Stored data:
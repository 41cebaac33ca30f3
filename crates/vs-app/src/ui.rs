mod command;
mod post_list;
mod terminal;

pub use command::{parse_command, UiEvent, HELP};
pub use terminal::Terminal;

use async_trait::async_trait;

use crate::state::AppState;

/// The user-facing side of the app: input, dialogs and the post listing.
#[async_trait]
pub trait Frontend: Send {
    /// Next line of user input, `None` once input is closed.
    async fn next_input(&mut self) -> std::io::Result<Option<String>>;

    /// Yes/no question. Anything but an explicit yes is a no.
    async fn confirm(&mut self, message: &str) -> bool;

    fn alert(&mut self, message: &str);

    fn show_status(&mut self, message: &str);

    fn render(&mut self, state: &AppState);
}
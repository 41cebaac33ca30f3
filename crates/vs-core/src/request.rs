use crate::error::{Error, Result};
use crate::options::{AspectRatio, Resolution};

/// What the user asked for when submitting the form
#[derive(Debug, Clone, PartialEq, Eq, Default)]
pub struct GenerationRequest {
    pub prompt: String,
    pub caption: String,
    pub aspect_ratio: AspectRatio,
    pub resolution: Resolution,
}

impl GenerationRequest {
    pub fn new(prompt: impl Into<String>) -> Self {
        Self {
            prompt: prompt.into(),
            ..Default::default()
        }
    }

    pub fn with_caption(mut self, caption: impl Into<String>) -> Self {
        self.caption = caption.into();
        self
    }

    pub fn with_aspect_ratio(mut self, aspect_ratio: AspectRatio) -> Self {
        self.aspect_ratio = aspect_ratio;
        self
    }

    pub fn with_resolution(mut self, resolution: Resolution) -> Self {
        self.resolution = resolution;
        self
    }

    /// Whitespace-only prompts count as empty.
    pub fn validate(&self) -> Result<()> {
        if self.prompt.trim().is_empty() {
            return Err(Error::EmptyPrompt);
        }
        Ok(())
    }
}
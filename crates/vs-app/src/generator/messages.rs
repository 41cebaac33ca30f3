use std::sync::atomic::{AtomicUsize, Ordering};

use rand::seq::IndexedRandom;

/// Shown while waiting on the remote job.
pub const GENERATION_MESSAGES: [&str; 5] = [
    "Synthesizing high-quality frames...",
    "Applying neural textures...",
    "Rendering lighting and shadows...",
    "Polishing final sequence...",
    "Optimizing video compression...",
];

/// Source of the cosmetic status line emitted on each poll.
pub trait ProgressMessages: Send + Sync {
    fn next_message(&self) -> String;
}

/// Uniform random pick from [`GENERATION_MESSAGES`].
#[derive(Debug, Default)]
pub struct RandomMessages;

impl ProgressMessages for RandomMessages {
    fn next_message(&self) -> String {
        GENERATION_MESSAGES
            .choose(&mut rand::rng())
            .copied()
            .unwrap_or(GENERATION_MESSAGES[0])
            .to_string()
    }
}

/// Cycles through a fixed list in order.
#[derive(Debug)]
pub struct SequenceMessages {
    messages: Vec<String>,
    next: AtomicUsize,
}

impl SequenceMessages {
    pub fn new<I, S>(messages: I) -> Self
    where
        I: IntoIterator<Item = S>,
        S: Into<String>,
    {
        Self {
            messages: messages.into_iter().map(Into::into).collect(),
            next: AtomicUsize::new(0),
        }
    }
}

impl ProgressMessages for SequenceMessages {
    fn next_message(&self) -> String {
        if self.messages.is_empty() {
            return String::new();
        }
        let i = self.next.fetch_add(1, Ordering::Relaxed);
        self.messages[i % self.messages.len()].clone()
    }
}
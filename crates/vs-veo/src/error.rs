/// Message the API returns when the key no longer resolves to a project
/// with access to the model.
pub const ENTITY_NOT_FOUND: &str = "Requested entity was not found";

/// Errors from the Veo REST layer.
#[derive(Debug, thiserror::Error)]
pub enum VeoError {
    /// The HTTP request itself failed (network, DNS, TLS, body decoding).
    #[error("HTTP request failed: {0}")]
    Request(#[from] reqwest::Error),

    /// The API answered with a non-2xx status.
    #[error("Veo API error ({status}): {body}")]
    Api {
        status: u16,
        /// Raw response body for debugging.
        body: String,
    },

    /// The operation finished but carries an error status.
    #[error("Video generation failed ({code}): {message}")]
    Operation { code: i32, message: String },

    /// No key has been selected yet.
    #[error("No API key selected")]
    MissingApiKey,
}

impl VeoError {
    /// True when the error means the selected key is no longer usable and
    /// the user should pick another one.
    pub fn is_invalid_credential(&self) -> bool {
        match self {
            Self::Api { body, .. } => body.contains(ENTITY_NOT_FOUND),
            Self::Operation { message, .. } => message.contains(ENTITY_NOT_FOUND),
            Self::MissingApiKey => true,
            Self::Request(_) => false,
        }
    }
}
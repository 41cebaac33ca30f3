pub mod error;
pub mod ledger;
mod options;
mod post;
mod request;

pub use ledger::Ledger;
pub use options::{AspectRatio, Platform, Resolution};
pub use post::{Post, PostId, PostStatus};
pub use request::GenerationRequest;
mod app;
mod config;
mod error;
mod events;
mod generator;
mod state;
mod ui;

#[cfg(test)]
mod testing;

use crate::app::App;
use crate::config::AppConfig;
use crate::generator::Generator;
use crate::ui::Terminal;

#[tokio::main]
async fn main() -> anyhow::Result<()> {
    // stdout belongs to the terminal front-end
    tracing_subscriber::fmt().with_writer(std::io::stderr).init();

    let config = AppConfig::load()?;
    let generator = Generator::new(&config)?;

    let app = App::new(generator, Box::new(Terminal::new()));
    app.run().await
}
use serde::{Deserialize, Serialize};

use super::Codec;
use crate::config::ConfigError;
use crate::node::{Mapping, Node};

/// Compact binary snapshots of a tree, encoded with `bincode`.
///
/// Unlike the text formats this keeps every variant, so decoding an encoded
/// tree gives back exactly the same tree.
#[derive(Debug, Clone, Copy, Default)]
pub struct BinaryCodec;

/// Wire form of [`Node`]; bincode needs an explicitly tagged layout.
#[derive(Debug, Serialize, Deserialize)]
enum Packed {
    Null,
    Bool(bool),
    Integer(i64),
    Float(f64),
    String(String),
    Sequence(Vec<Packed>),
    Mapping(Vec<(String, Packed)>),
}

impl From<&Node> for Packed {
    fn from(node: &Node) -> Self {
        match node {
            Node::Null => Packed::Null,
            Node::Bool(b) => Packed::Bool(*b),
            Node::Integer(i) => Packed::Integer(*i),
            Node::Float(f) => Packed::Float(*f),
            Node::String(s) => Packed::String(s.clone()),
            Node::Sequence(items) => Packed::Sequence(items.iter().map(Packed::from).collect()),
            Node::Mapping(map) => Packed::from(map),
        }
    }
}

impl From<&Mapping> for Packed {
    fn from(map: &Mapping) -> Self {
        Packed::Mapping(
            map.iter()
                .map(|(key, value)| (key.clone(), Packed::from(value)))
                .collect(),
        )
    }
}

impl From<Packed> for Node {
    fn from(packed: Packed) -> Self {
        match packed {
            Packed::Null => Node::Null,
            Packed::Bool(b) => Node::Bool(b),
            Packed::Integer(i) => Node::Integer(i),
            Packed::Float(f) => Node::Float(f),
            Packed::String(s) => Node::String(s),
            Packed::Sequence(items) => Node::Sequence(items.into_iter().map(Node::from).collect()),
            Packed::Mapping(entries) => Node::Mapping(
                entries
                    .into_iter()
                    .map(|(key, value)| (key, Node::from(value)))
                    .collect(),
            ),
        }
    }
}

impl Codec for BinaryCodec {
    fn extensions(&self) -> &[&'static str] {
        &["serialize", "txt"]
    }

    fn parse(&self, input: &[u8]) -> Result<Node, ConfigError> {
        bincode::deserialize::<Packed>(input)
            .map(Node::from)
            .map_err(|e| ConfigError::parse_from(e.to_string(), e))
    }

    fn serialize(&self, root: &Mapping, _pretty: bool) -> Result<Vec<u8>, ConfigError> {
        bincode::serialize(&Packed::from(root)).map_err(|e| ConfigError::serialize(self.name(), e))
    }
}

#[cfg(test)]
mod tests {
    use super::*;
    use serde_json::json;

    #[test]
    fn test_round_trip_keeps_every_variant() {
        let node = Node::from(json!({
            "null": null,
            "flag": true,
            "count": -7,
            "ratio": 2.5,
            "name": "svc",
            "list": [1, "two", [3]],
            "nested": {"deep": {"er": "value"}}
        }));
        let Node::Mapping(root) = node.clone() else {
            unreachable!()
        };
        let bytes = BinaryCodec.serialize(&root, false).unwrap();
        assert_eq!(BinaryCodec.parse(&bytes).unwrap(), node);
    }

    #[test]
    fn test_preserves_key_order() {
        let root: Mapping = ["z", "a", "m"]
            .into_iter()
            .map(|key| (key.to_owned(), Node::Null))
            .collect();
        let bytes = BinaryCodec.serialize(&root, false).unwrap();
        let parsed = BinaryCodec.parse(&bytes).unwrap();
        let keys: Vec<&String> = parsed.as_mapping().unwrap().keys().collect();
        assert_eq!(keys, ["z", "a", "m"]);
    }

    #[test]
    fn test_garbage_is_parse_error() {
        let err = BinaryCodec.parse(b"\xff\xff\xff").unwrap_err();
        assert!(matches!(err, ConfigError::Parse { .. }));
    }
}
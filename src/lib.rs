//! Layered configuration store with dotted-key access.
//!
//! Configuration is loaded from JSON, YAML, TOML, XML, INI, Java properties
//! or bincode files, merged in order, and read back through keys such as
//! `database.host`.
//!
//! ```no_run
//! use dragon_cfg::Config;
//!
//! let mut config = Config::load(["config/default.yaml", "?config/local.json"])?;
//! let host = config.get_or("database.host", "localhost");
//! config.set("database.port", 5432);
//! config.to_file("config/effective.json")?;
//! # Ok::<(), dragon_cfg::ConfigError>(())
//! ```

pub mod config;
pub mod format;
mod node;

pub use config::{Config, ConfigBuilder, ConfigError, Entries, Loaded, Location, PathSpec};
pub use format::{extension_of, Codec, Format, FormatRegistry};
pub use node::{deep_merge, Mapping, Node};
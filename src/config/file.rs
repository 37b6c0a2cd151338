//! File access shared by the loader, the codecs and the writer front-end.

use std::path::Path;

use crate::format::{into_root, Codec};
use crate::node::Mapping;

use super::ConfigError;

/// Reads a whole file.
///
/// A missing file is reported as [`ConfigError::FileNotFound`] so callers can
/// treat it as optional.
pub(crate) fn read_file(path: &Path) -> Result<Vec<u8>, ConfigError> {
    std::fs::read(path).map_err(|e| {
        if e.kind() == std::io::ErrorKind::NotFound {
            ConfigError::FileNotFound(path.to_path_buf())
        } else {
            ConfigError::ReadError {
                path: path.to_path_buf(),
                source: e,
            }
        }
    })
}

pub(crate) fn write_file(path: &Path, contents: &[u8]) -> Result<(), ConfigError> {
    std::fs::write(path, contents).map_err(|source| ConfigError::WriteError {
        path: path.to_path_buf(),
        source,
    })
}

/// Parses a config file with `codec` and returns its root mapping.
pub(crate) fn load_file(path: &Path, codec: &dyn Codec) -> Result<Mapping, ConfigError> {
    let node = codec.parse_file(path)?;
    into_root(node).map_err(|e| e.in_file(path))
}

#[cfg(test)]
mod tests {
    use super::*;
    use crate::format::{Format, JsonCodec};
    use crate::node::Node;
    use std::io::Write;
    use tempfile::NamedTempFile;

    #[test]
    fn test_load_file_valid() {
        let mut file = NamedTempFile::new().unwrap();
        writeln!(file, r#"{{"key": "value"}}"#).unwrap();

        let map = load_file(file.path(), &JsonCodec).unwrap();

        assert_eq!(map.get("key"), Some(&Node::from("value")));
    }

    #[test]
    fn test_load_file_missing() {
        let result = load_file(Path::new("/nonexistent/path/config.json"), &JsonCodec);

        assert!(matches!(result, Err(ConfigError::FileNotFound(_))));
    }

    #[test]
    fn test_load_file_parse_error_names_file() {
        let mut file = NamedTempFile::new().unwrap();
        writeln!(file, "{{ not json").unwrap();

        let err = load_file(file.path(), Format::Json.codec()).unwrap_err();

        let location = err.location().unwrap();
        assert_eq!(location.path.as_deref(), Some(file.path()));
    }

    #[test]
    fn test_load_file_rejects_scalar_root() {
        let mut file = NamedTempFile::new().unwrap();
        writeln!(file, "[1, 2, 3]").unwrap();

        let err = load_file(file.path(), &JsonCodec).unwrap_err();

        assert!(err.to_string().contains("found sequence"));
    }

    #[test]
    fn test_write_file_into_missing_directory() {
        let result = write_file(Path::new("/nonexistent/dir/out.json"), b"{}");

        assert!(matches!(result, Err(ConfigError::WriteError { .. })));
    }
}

# [REQUIREMENT]
Wherever the string "failed" appears in the entries, copy that line.

# [SOLUTION FOR THIS EXERCISE]
    /// The HTTP request itself failed (network, DNS, TLS, body decoding).
    #[error("HTTP request failed: {0}")]
    #[error("Video generation failed ({code}): {message}")]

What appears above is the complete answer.